If a user clicks on a link, or thinks they have been hacked, they are advised not to panic and to report it immediately.
Living off the land
The UK’s latest action comes just days after the NCSC and its Five Eyes counterparts, including the US Cybersecurity and Infrastructure Security Agency (CISA), issued an updated warning over the activities of Volt Typhoon, a Chinese state-backed APT actor that has been heavily targeting operators of critical national infrastructure.
This followed a previous warning in February, in which the Five Eyes agencies detailed how Volt Typhoon – and other state-backed APTs, not just Chinese ones – were exploiting existing, legitimate tools on victims’ networks as part of their cyber attack chains.
This tried-and-tested technique, which is widely referred to as living off the land, enables a threat actor to blend into “naturally occurring” traffic and operate discretely without being detected. In this way, they can operate undetected until it is too late for the victim to do anything about it.
Toby Lewis, global head of threat analysis at Darktrace, said the 2023 attack on the Electoral Commission was a good example of a living-off-the-land incident, its attackers having lain undetected in its network for some time.
“This latest incident highlights how nation-state hackers are skilled at blending into normal network activity,” he told Computer Weekly. “The only initial indicator was a series of suspicious log-in events – there were no other overt signs of a cyber intrusion using traditional detection methods. This is a valuable reminder that we can no longer solely rely on hunting for known indicators from past attacks.”
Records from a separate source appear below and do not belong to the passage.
//! Real link execution: `link(2)` a temp name next to the destination,
//! then `rename(2)` it over the destination. This is what makes
//! consolidation atomic from an external observer's point of view —
//! nobody ever sees `to_path` missing (grounded on dupe-krill's
//! `dedupe()` temp-rename dance).

use hardlinkable_core::{ExecError, LinkExecutor, LinkOp};
use std::fs;
use std::path::{Path, PathBuf};
use std::sync::atomic::{AtomicU64, Ordering};

static TEMP_COUNTER: AtomicU64 = AtomicU64::new(0);

fn temp_name_for(dest: &Path) -> PathBuf {
    let n = TEMP_COUNTER.fetch_add(1, Ordering::Relaxed);
    let pid = std::process::id();
    let suffix = format!(".hardlinkable-tmp-{pid}-{n}");
    dest.with_file_name(format!(
        "{}{}",
        dest.file_name().and_then(|n| n.to_str()).unwrap_or("file"),
        suffix
    ))
}

#[derive(Debug, Default)]
pub struct RealLinkExecutor;

impl LinkExecutor for RealLinkExecutor {
    fn link(&mut self, op: &LinkOp) -> Result<(), ExecError> {
        let temp_path = temp_name_for(&op.to_path);

        if let Err(source) = fs::hard_link(&op.from_path, &temp_path) {
            return Err(ExecError::Link {
                from: op.from_path.clone(),
                to: op.to_path.clone(),
                source,
            });
        }

        if let Err(source) = fs::rename(&temp_path, &op.to_path) {
            let _ = fs::remove_file(&temp_path);
            return Err(ExecError::Rename {
                to: op.to_path.clone(),
                source,
            });
        }

        Ok(())
    }
}

#[cfg(test)]
mod tests {
    use super::*;
    use std::fs;
    use tempfile::tempdir;

    #[test]
    fn links_and_replaces_target() {
        let dir = tempdir().unwrap();
        let source = dir.path().join("a");
        let dest = dir.path().join("b");
        fs::write(&source, b"same content").unwrap();
        fs::write(&dest, b"same content").unwrap();

        let mut exec = RealLinkExecutor;
        let op = LinkOp {
            from_path: source.clone(),
            to_path: dest.clone(),
            from_inode: hardlinkable_core::InodeId::new(0, 1),
            to_inode: hardlinkable_core::InodeId::new(0, 2),
        };
        exec.link(&op).unwrap();

        let meta_a = fs::metadata(&source).unwrap();
        let meta_b = fs::metadata(&dest).unwrap();
        use std::os::unix::fs::MetadataExt;
        assert_eq!(meta_a.ino(), meta_b.ino());
        assert!(!dir.path().join("b.hardlinkable-tmp-0-0").exists());
    }

    #[test]
    fn missing_source_leaves_no_temp_file() {
        let dir = tempdir().unwrap();
        let source = dir.path().join("missing");
        let dest = dir.path().join("b");
        fs::write(&dest, b"x").unwrap();

        let mut exec = RealLinkExecutor;
        let op = LinkOp {
            from_path: source,
            to_path: dest,
            from_inode: hardlinkable_core::InodeId::new(0, 1),
            to_inode: hardlinkable_core::InodeId::new(0, 2),
        };
        assert!(exec.link(&op).is_err());

        let leftover = fs::read_dir(dir.path())
            .unwrap()
            .filter_map(|e| e.ok())
            .any(|e| e.file_name().to_string_lossy().contains("hardlinkable-tmp"));
        assert!(!leftover);
    }
}
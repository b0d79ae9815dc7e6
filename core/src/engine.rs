//! Top-level orchestration: walker -> registry -> candidate index ->
//! equality oracle -> union-find -> planner (§2's data flow).

use crate::digest::DigestCache;
use crate::index::CandidateIndex;
use crate::linkmax::LinkMaxTable;
use crate::oracle::EqualityOracle;
use crate::planner::{LinkOp, LinkPlan, LinkPlanner};
use crate::policy::MatchingPolicy;
use crate::registry::{AdmitVerdict, InodeRegistry};
use crate::stats::Stats;
use crate::unionfind::UnionFind;
use crate::walker::WalkSource;
use log::{debug, info};
use std::path::PathBuf;

/// The full result of one scan: the plan (possibly partial, if cancelled
/// before completion) and the final counters.
#[derive(Debug, Default)]
pub struct ScanOutput {
    pub plan: LinkPlan,
    pub stats: Stats,
    pub cancelled: bool,
}

/// Cooperative cancellation, checked at phase boundaries and at bucket
/// boundaries within the comparison phase (§5). `()` never cancels.
pub trait CancelToken {
    fn is_cancelled(&self) -> bool;
}

impl CancelToken for () {
    fn is_cancelled(&self) -> bool {
        false
    }
}

impl<F: Fn() -> bool> CancelToken for F {
    fn is_cancelled(&self) -> bool {
        self()
    }
}

pub fn run_scan<W: WalkSource>(walker: W, policy: &MatchingPolicy) -> ScanOutput {
    run_scan_cancellable(walker, policy, &())
}

pub fn run_scan_cancellable<W: WalkSource, C: CancelToken>(
    mut walker: W,
    policy: &MatchingPolicy,
    cancel: &C,
) -> ScanOutput {
    let mut registry = InodeRegistry::new();
    let mut link_max = LinkMaxTable::new();
    let mut stats = Stats::new();

    // --- Phase 1: walk + admit ---
    while let Some(entry) = walker.next_entry() {
        stats.files_visited += 1;
        link_max.probe(entry.id.dev, &entry.path);
        match registry.admit(entry.path, entry.id, entry.stat, entry.xattr, policy) {
            AdmitVerdict::Admitted => stats.inodes_admitted += 1,
            AdmitVerdict::RejectedNonRegular => stats.non_regular_skipped += 1,
            AdmitVerdict::RejectedTooSmall => stats.too_small += 1,
            AdmitVerdict::RejectedTooLarge => stats.too_large += 1,
            AdmitVerdict::AlreadyKnown => {}
        }
    }
    if cancel.is_cancelled() {
        return ScanOutput { plan: LinkPlan::default(), stats, cancelled: true };
    }
    info!(
        "walked {} files, admitted {} inodes",
        stats.files_visited, stats.inodes_admitted
    );

    for rec in registry.iter() {
        stats.current_hardlinked_bytes += rec.stat.nlink.saturating_sub(1) * rec.stat.size;
    }

    // --- Phase 2: index ---
    let mut index = CandidateIndex::new();
    for rec in registry.iter() {
        index.insert(rec, policy);
    }
    if cancel.is_cancelled() {
        return ScanOutput { plan: LinkPlan::default(), stats, cancelled: true };
    }
    debug!("{} candidate buckets", index.bucket_count());

    // --- Phase 3: compare + union ---
    let oracle = EqualityOracle::new(policy);
    let mut digests = DigestCache::new();
    let mut groups: Vec<Vec<_>> = Vec::new();

    for bucket in index.buckets() {
        if cancel.is_cancelled() {
            return ScanOutput { plan: LinkPlan::default(), stats, cancelled: true };
        }

        let mut uf = UnionFind::new(bucket.iter().copied());
        let mut reps: Vec<_> = Vec::new();

        for &id in bucket {
            let mut joined = false;
            for &rep in &reps {
                match oracle.equal(&registry, &mut digests, &mut stats, rep, id) {
                    Ok(true) => {
                        uf.union(rep, id);
                        joined = true;
                        break;
                    }
                    Ok(false) => continue,
                    // I/O failure mid-compare: treat the pair as non-equal
                    // and keep checking other representatives (§4.5's
                    // "indeterminate" failure semantics).
                    Err(_) => continue,
                }
            }
            if !joined {
                reps.push(id);
            }
        }

        for group in uf.groups() {
            if group.len() >= 2 {
                groups.push(group);
            }
        }
    }
    if cancel.is_cancelled() {
        return ScanOutput { plan: LinkPlan::default(), stats, cancelled: true };
    }

    // --- Phase 4: plan ---
    let planner = LinkPlanner::new(&link_max);
    let mut plan = LinkPlan::default();
    for group in &groups {
        let group_plan = planner.plan_group(&mut registry, group, &mut stats);
        plan.ops.extend(group_plan.ops);
        plan.unlinkable.extend(group_plan.unlinkable);
    }

    stats.remaining_unlinkable = registry.len() as u64;
    info!("planned {} link ops, {} inodes remaining", plan.ops.len(), stats.remaining_unlinkable);

    ScanOutput { plan, stats, cancelled: false }
}

/// Convenience accessor mirroring the JSON schema's `linkable_pairs`: the
/// `(from, to)` pathname pairs a plan would create, without exposing
/// `LinkOp`'s inode fields to callers that only want display data.
pub fn linkable_pairs(plan: &LinkPlan) -> Vec<(PathBuf, PathBuf)> {
    plan.ops.iter().map(|op: &LinkOp| (op.from_path.clone(), op.to_path.clone())).collect()
}
//! The canonical inode -> pathnames mapping, with simulated state tracking
//! as the plan is built.

use crate::policy::MatchingPolicy;
use crate::stat::{InodeId, StatSnapshot, XattrFingerprint};
use std::collections::HashMap;
use std::path::PathBuf;

/// Outcome of offering a pathname to the registry.
#[derive(Debug, Clone, PartialEq, Eq)]
pub enum AdmitVerdict {
    /// A new inode record was created.
    Admitted,
    /// The inode was already known; the pathname was appended to it.
    AlreadyKnown,
    RejectedNonRegular,
    RejectedTooSmall,
    RejectedTooLarge,
}

/// One inode's discovered pathnames and stat/xattr snapshot, plus the
/// simulated state the planner mutates as it works out a plan.
///
/// Invariants: `paths` is never empty while the record exists; `paths.len()
/// <= simulated_nlink`; `simulated_nlink <= LINK_MAX` for the owning
/// device.
#[derive(Debug, Clone)]
pub struct InodeRecord {
    pub id: InodeId,
    pub stat: StatSnapshot,
    pub xattr: XattrFingerprint,
    pub paths: Vec<PathBuf>,
    pub simulated_nlink: u64,
}

impl InodeRecord {
    pub fn basename(&self) -> Option<std::ffi::OsString> {
        self.paths
            .first()
            .and_then(|p| p.file_name())
            .map(|n| n.to_os_string())
    }
}

#[derive(Debug, Default)]
pub struct InodeRegistry {
    records: HashMap<InodeId, InodeRecord>,
    /// Order inodes were first admitted in. `HashMap` iteration order is
    /// unspecified and varies run to run (`RandomState`); `iter()` walks
    /// this instead so two scans of an identical tree enumerate inodes
    /// identically, which `CandidateIndex` relies on for stable bucketing.
    order: Vec<InodeId>,
}

impl InodeRegistry {
    pub fn new() -> Self {
        Self::default()
    }

    /// Admits a discovered `(pathname, stat, xattr)` triple. Non-regular
    /// files and files outside `[min_size, max_size]` are rejected without
    /// creating or touching a record.
    pub fn admit(
        &mut self,
        path: PathBuf,
        id: InodeId,
        stat: StatSnapshot,
        xattr: XattrFingerprint,
        policy: &MatchingPolicy,
    ) -> AdmitVerdict {
        if !stat.is_regular {
            return AdmitVerdict::RejectedNonRegular;
        }
        if stat.size < policy.min_size {
            return AdmitVerdict::RejectedTooSmall;
        }
        if let Some(max) = policy.max_size {
            if stat.size > max {
                return AdmitVerdict::RejectedTooLarge;
            }
        }

        match self.records.get_mut(&id) {
            Some(record) => {
                record.paths.push(path);
                AdmitVerdict::AlreadyKnown
            }
            None => {
                self.records.insert(
                    id,
                    InodeRecord {
                        id,
                        stat,
                        xattr,
                        paths: vec![path],
                        simulated_nlink: stat.nlink,
                    },
                );
                self.order.push(id);
                AdmitVerdict::Admitted
            }
        }
    }

    pub fn get(&self, id: InodeId) -> Option<&InodeRecord> {
        self.records.get(&id)
    }

    pub fn get_mut(&mut self, id: InodeId) -> Option<&mut InodeRecord> {
        self.records.get_mut(&id)
    }

    pub fn len(&self) -> usize {
        self.records.len()
    }

    pub fn is_empty(&self) -> bool {
        self.records.is_empty()
    }

    /// Walks inodes in first-admitted order, skipping any that were later
    /// removed entirely (e.g. by `migrate_path` emptying their path list).
    pub fn iter(&self) -> impl Iterator<Item = &InodeRecord> {
        self.order.iter().filter_map(move |id| self.records.get(id))
    }

    /// Migrates a pathname from `target`'s record to `source`'s record.
    /// Drops `target`'s record entirely once its path list empties —
    /// a record with zero paths has no reason to exist (§3 invariant).
    pub fn migrate_path(&mut self, source: InodeId, target: InodeId, path: &PathBuf) {
        let mut dropped = false;
        if let Some(rec) = self.records.get_mut(&target) {
            if let Some(pos) = rec.paths.iter().position(|p| p == path) {
                rec.paths.remove(pos);
            }
            dropped = rec.paths.is_empty();
        }
        if dropped {
            self.records.remove(&target);
        }
        if let Some(rec) = self.records.get_mut(&source) {
            rec.paths.push(path.clone());
        }
    }
}

#[cfg(test)]
mod tests {
    use super::*;

    fn stat() -> StatSnapshot {
        StatSnapshot {
            size: 10,
            mtime_secs: 0,
            mtime_nanos: 0,
            mode: 0o100644,
            uid: 0,
            gid: 0,
            nlink: 1,
            is_regular: true,
        }
    }

    #[test]
    fn iter_walks_in_admission_order_regardless_of_inode_number() {
        let mut registry = InodeRegistry::new();
        let policy = MatchingPolicy::default();
        // Admitted out of numeric order, on purpose.
        let ids = [InodeId::new(1, 50), InodeId::new(1, 3), InodeId::new(1, 200)];
        for (i, id) in ids.iter().enumerate() {
            registry.admit(
                PathBuf::from(format!("/f{i}")),
                *id,
                stat(),
                XattrFingerprint::absent(),
                &policy,
            );
        }

        let seen: Vec<InodeId> = registry.iter().map(|r| r.id).collect();
        assert_eq!(seen, ids);
    }

    #[test]
    fn iter_skips_records_dropped_by_migration() {
        let mut registry = InodeRegistry::new();
        let policy = MatchingPolicy::default();
        let a = InodeId::new(1, 1);
        let b = InodeId::new(1, 2);
        registry.admit(PathBuf::from("/a"), a, stat(), XattrFingerprint::absent(), &policy);
        registry.admit(PathBuf::from("/b"), b, stat(), XattrFingerprint::absent(), &policy);

        registry.migrate_path(a, b, &PathBuf::from("/b"));

        let seen: Vec<InodeId> = registry.iter().map(|r| r.id).collect();
        assert_eq!(seen, vec![a]);
    }
}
Secureworks Counter Threat Unit vice-president of threat intelligence, Don Smith, added: “Chinese state-sponsored cyber espionage is not a new threat. The UK and the US have been calling out these covert operations for several years now. The purpose of cyber espionage from China’s point of view is to access information that will advance the People’s Republic of China’s agenda.
“[However], over the past couple of years, tired of having their operations rumbled and publicly outed, the Chinese have placed a growing emphasis on stealthy tradecraft in cyber espionage attacks. This is a change in MO from its previous ‘smash and grab’ reputation, but it is viewed by the Chinese as a necessary evolution to, one, make it harder to get caught and, two, make it nearly impossible to attribute an attack to them.
“Specifically, this has manifested itself in four key areas: obfuscated networks; living on the edge; living off the land; and living in the cloud. Combined, these tactics make identification of malicious activity harder, but more importantly make attribution more complicated,” he said.